- **GOAL OF THE EXERCISE**:
Of the entries below, restate word for word only the section that runs from the line with "back to back" to the line with "pub fn total_length(&self)", counting both ends.

(Saved data entries)
BEGIN

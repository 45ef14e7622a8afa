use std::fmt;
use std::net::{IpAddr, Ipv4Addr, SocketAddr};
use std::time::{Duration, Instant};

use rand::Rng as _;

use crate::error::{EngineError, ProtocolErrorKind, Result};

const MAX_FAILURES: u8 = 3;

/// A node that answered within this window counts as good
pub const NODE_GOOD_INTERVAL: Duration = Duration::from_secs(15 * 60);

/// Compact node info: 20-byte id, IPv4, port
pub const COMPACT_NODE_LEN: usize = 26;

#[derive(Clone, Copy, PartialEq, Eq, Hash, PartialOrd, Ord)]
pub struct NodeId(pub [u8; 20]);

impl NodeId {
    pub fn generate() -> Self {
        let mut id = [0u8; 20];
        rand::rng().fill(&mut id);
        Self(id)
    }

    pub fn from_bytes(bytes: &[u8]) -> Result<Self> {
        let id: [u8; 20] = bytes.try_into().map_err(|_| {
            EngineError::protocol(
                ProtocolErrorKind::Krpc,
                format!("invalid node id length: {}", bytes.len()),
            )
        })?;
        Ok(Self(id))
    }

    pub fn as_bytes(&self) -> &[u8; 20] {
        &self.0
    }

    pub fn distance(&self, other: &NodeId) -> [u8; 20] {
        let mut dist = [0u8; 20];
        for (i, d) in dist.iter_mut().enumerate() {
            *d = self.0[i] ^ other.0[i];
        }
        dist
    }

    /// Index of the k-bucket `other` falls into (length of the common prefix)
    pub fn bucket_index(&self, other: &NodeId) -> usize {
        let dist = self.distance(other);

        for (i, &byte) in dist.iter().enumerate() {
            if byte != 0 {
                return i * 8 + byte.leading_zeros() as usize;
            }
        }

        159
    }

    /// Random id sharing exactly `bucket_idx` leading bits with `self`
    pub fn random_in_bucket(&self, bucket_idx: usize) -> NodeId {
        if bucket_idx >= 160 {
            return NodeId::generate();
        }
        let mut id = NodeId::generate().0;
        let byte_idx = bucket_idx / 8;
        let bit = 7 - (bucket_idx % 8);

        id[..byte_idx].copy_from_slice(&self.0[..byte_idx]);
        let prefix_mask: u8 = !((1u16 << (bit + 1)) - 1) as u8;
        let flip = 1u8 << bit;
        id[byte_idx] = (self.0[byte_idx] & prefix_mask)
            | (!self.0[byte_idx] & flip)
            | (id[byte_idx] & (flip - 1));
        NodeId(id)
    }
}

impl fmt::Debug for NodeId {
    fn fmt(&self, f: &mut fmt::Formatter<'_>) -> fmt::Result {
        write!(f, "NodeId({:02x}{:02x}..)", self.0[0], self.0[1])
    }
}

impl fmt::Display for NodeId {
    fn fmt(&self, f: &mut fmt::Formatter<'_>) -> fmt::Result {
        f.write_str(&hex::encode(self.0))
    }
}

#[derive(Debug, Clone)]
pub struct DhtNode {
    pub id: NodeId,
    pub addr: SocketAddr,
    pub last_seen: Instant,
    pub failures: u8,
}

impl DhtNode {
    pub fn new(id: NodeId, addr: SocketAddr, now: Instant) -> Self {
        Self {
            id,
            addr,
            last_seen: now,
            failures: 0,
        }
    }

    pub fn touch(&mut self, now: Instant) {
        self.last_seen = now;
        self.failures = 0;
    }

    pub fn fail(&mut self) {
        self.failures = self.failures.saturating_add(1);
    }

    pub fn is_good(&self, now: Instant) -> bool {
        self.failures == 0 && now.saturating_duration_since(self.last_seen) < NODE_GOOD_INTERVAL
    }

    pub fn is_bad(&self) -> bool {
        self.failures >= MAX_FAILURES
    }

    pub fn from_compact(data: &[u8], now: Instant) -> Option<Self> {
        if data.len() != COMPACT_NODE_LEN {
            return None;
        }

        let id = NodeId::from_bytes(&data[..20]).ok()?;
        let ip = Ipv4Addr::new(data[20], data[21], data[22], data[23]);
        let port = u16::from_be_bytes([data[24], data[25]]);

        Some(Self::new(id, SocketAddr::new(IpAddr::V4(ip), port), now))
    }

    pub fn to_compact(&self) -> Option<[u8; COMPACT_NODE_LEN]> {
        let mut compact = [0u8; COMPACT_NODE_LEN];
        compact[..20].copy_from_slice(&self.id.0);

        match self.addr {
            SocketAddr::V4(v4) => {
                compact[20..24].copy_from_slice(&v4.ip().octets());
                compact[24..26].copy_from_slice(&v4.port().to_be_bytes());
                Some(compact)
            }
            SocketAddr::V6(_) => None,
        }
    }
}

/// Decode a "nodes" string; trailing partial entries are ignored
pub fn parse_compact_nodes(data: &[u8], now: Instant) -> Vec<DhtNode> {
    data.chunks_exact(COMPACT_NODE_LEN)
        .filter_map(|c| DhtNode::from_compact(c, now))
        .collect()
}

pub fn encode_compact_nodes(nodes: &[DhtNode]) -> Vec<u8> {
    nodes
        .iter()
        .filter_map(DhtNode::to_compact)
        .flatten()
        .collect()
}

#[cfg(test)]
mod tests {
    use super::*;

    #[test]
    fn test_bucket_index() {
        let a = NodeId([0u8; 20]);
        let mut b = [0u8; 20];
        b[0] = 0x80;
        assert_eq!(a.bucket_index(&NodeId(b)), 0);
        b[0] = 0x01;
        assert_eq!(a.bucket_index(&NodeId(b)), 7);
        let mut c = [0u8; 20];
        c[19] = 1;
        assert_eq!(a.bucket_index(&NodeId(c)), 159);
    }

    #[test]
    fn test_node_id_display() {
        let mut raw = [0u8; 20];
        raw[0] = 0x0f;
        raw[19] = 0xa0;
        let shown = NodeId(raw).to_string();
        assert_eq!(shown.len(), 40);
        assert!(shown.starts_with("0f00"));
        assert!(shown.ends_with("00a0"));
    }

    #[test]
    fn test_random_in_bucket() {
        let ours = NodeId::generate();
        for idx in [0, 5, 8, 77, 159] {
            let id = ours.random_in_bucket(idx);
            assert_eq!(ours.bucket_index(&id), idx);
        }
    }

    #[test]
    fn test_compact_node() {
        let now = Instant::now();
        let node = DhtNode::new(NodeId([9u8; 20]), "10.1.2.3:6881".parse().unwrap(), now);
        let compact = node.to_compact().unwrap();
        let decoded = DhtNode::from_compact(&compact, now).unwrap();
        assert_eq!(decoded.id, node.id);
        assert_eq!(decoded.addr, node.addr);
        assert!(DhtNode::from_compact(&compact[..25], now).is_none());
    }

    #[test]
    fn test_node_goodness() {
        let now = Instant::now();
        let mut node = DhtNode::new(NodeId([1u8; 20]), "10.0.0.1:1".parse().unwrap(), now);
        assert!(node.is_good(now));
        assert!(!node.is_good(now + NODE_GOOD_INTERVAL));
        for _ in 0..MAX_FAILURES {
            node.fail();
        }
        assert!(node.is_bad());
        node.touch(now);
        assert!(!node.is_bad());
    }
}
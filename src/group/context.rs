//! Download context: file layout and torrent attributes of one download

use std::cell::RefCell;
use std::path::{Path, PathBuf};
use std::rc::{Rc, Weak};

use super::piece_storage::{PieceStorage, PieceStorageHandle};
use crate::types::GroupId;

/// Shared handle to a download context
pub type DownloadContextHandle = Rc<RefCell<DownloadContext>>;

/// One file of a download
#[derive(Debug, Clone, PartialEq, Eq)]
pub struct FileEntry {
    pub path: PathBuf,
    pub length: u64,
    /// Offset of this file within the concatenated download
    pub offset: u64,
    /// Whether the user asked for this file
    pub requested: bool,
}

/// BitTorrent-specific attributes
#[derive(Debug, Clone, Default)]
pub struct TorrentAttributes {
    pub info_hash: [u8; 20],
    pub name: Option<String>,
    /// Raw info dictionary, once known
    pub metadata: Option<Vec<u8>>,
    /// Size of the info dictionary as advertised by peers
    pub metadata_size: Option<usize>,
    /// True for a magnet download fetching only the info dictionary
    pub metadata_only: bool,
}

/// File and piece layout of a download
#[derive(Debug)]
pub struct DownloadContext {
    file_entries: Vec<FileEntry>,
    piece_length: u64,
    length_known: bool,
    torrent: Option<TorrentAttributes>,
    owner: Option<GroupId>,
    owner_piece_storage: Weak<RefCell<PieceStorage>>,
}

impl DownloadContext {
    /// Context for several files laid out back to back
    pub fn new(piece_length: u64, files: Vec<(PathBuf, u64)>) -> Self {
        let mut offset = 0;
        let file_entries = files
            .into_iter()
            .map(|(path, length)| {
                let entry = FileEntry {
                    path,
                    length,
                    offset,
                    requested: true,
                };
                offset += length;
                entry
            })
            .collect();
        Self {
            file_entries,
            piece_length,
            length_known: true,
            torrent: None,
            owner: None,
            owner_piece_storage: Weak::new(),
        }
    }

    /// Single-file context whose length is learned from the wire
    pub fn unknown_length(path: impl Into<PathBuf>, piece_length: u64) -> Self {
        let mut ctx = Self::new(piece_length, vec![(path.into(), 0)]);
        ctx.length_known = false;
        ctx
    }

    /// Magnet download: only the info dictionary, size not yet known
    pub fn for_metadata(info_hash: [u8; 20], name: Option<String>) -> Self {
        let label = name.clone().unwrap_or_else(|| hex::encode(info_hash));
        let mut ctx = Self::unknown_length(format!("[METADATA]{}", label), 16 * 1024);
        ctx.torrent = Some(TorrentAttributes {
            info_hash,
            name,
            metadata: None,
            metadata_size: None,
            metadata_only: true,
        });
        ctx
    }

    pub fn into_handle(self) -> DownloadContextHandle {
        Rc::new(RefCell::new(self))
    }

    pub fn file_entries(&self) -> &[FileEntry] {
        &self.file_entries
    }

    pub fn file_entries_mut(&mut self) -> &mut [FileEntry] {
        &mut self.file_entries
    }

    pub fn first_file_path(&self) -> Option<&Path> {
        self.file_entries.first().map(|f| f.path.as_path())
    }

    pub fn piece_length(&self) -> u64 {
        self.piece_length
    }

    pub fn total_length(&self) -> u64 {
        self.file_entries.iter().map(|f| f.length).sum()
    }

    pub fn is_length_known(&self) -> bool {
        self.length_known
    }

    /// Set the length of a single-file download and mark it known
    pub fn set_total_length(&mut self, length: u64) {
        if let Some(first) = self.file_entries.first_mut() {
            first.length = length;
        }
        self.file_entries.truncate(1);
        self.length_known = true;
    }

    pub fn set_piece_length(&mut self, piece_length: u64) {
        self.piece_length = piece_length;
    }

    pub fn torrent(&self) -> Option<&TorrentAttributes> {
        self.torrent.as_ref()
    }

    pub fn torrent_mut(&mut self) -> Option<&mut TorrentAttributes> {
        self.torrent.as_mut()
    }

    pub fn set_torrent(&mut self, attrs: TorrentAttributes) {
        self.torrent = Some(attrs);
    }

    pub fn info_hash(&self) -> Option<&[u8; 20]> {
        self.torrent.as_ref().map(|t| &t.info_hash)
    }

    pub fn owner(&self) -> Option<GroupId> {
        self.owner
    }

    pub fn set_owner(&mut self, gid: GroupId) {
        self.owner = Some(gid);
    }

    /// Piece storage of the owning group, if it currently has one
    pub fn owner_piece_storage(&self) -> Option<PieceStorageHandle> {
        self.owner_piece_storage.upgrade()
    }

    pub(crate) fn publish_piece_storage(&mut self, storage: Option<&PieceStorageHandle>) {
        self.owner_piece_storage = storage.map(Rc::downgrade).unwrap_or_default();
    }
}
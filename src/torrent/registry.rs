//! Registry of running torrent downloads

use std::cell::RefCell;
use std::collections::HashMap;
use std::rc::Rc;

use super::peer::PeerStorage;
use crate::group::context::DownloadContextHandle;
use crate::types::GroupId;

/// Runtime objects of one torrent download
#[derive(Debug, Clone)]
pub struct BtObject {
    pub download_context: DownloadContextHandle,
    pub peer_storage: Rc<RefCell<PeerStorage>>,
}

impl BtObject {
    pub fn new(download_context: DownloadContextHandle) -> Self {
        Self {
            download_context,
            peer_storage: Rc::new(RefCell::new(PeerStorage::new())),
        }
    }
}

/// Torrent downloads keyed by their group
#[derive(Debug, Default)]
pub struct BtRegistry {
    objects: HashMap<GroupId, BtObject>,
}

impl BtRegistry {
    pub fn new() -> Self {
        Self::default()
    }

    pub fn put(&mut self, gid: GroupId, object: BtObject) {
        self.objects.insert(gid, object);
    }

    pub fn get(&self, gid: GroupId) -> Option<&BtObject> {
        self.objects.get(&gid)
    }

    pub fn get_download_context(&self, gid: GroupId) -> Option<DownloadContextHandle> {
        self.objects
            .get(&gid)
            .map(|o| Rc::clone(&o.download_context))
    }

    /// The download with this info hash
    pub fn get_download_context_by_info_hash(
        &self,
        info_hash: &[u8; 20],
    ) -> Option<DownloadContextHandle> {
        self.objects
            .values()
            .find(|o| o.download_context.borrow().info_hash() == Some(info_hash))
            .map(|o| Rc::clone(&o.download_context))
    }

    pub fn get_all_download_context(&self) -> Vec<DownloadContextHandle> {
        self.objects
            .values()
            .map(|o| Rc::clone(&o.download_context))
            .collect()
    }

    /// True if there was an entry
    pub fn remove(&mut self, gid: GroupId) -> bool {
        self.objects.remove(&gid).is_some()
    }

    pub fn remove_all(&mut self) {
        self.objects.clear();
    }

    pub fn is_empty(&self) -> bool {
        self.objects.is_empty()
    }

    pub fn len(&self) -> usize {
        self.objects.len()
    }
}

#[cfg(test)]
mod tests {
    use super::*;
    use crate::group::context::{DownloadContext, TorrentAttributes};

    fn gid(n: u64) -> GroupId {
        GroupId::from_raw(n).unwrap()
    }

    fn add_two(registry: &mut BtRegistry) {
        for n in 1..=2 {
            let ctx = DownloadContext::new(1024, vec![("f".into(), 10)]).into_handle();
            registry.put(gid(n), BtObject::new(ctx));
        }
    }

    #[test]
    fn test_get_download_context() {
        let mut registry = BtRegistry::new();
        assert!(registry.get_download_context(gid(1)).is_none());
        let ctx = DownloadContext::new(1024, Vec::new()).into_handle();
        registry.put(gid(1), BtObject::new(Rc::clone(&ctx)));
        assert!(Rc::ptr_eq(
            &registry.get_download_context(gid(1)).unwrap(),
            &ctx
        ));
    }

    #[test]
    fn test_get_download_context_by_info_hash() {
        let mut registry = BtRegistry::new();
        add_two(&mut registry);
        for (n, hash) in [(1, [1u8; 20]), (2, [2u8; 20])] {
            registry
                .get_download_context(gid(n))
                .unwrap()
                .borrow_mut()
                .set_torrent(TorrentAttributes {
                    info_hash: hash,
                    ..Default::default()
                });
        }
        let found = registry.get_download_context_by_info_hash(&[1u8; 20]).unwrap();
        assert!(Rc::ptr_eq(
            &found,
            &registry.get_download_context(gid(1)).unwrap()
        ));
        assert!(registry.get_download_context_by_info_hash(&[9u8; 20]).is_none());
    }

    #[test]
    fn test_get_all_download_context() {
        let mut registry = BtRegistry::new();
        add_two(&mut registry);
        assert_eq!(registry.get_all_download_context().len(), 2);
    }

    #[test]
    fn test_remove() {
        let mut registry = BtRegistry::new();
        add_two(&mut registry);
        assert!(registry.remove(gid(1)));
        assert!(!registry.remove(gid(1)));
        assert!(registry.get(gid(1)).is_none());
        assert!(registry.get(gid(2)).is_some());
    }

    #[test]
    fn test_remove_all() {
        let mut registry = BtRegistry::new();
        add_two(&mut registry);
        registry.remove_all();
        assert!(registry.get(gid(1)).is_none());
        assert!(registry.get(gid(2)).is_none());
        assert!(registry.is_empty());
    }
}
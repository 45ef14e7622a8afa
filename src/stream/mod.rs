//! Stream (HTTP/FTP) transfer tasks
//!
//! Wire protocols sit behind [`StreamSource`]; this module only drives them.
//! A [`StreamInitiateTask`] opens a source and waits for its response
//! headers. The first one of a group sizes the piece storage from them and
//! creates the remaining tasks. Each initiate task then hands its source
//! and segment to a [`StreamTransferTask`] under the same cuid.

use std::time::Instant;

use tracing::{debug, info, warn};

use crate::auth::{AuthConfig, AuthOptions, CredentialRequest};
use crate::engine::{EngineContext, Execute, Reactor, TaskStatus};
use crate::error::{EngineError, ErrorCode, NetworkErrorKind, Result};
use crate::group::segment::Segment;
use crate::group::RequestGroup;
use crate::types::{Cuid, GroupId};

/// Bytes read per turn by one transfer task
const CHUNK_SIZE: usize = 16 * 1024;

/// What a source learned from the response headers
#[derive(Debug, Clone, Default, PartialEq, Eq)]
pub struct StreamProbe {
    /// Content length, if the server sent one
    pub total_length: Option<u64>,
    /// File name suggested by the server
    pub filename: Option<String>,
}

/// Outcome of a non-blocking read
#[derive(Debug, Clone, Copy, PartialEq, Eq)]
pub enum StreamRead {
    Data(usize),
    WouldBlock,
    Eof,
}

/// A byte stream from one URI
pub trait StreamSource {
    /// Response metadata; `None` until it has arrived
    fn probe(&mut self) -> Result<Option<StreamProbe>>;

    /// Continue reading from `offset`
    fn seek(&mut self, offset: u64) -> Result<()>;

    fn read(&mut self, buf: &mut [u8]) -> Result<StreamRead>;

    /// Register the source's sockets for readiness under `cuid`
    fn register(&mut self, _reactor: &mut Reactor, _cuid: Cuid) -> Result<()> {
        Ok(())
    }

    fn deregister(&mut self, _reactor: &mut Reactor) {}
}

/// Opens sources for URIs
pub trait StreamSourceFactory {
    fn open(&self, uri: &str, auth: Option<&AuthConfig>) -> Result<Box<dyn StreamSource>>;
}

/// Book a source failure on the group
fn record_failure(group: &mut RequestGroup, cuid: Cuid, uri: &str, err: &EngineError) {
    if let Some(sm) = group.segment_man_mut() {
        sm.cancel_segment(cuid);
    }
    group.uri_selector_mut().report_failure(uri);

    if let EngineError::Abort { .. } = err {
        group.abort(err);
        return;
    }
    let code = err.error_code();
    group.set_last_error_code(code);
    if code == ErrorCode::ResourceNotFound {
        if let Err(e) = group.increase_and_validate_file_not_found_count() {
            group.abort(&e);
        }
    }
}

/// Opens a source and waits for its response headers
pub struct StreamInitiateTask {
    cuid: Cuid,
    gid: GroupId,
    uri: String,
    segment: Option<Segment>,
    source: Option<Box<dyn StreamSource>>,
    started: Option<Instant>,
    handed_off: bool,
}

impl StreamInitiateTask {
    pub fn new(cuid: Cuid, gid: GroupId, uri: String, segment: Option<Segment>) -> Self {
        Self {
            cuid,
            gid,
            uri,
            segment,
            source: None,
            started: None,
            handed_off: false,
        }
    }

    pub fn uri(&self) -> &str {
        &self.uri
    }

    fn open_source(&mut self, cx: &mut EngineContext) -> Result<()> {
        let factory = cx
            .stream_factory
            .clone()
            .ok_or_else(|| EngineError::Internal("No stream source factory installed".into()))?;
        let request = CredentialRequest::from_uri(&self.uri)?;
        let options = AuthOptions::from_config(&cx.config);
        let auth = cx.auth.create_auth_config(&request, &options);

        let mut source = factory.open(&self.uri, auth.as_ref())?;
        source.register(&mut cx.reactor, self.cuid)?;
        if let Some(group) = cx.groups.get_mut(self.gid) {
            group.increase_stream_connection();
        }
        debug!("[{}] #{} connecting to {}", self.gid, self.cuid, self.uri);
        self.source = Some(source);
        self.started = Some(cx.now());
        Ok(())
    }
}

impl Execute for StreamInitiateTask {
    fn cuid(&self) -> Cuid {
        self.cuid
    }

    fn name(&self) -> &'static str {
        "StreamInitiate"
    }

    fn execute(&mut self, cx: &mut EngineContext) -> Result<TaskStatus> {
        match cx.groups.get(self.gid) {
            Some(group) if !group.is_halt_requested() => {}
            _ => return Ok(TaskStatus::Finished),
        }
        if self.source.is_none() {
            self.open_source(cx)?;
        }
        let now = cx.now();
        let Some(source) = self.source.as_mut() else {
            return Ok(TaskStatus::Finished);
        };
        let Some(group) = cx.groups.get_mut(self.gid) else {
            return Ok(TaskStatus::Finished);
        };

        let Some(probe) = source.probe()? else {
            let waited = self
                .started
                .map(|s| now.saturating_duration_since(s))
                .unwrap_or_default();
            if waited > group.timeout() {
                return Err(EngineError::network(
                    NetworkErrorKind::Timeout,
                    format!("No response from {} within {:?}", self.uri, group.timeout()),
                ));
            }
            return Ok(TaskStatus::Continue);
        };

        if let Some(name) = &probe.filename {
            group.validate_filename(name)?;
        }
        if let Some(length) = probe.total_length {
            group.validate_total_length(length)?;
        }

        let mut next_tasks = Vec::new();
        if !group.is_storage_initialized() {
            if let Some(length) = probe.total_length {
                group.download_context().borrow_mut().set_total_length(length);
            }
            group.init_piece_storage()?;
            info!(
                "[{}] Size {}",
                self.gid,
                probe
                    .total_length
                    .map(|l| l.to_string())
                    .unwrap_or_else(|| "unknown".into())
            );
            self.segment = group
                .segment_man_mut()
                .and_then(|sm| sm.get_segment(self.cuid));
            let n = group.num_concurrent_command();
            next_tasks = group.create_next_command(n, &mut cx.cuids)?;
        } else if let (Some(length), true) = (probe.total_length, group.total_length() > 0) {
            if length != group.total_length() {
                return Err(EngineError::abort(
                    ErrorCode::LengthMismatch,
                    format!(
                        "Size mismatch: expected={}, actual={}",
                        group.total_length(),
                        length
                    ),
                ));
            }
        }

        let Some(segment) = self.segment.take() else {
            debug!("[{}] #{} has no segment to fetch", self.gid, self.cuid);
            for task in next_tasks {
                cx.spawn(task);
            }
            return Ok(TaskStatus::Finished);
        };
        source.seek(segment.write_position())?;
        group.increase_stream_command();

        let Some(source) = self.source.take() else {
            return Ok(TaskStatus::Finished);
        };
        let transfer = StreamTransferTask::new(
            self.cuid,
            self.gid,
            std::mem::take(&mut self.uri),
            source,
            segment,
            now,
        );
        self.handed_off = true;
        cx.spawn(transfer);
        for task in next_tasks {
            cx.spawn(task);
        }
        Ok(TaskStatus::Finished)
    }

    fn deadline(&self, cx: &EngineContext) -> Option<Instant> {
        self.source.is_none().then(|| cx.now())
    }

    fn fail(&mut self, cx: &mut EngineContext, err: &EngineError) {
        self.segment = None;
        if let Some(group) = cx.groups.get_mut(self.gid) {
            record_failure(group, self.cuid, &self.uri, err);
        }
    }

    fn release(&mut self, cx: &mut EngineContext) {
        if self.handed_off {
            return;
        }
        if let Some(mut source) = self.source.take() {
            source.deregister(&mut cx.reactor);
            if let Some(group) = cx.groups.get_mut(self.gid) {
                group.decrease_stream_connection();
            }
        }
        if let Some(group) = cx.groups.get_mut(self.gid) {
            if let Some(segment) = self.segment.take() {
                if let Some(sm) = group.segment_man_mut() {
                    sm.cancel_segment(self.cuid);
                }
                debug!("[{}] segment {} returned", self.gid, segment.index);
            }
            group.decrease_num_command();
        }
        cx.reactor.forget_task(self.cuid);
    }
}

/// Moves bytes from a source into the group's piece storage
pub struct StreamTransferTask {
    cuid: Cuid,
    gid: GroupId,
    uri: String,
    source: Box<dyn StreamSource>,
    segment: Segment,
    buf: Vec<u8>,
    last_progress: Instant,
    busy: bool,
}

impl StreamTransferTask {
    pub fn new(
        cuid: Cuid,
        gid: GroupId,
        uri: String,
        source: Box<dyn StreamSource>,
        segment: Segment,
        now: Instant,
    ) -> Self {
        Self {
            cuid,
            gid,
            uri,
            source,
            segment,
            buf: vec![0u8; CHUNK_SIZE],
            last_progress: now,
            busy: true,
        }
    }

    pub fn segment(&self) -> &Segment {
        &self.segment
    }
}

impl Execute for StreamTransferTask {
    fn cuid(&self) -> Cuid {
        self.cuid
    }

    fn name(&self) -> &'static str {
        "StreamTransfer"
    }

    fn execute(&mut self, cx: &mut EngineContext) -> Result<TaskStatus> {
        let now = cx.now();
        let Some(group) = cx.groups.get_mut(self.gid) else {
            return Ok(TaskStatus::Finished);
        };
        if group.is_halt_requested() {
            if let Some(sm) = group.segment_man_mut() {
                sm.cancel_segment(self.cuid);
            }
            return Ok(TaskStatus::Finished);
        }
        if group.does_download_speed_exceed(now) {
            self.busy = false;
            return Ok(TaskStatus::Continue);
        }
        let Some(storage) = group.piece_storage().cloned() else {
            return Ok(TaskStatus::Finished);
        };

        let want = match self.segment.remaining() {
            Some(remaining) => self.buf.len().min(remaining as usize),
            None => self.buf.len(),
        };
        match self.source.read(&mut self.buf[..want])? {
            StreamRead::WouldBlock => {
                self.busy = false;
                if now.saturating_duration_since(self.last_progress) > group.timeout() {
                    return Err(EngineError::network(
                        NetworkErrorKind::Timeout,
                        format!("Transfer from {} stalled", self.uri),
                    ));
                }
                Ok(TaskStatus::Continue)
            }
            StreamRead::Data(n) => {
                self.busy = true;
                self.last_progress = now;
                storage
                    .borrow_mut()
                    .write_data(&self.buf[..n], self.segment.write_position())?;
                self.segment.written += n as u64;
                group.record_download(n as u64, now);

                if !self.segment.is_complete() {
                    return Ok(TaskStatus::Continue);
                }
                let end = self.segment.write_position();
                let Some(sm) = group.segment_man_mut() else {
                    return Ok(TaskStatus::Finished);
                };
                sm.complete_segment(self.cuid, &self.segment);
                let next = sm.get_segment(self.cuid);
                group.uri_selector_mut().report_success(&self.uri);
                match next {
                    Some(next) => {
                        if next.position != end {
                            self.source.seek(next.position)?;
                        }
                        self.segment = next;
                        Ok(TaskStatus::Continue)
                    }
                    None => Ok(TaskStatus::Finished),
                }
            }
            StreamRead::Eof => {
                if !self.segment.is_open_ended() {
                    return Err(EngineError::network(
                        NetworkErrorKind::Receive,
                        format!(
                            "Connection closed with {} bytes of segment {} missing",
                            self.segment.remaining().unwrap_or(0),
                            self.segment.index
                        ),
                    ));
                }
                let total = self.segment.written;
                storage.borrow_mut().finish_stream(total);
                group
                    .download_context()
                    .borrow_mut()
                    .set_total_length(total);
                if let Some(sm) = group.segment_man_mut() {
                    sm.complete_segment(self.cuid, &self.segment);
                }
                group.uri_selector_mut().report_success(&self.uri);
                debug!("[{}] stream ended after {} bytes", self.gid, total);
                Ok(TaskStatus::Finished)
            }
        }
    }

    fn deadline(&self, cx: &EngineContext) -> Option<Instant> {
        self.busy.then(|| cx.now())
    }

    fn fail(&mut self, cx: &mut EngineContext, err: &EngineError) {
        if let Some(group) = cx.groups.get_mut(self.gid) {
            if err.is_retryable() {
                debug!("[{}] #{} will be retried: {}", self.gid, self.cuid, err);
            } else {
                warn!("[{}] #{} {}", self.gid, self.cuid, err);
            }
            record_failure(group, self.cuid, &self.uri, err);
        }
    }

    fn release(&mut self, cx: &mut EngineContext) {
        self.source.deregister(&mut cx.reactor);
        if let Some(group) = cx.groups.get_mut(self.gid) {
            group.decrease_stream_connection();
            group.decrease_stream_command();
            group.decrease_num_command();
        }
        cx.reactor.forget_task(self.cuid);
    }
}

END

- **WRITTEN ANSWER**:
    /// Context for several files laid out back to back
    pub fn new(piece_length: u64, files: Vec<(PathBuf, u64)>) -> Self {
        let mut offset = 0;
        let file_entries = files
            .into_iter()
            .map(|(path, length)| {
                let entry = FileEntry {
                    path,
                    length,
                    offset,
                    requested: true,
                };
                offset += length;
                entry
            })
            .collect();
        Self {
            file_entries,
            piece_length,
            length_known: true,
            torrent: None,
            owner: None,
            owner_piece_storage: Weak::new(),
        }
    }

    /// Single-file context whose length is learned from the wire
    pub fn unknown_length(path: impl Into<PathBuf>, piece_length: u64) -> Self {
        let mut ctx = Self::new(piece_length, vec![(path.into(), 0)]);
        ctx.length_known = false;
        ctx
    }

    /// Magnet download: only the info dictionary, size not yet known
    pub fn for_metadata(info_hash: [u8; 20], name: Option<String>) -> Self {
        let label = name.clone().unwrap_or_else(|| hex::encode(info_hash));
        let mut ctx = Self::unknown_length(format!("[METADATA]{}", label), 16 * 1024);
        ctx.torrent = Some(TorrentAttributes {
            info_hash,
            name,
            metadata: None,
            metadata_size: None,
            metadata_only: true,
        });
        ctx
    }

    pub fn into_handle(self) -> DownloadContextHandle {
        Rc::new(RefCell::new(self))
    }

    pub fn file_entries(&self) -> &[FileEntry] {
        &self.file_entries
    }

    pub fn file_entries_mut(&mut self) -> &mut [FileEntry] {
        &mut self.file_entries
    }

    pub fn first_file_path(&self) -> Option<&Path> {
        self.file_entries.first().map(|f| f.path.as_path())
    }

    pub fn piece_length(&self) -> u64 {
        self.piece_length
    }

    pub fn total_length(&self) -> u64 {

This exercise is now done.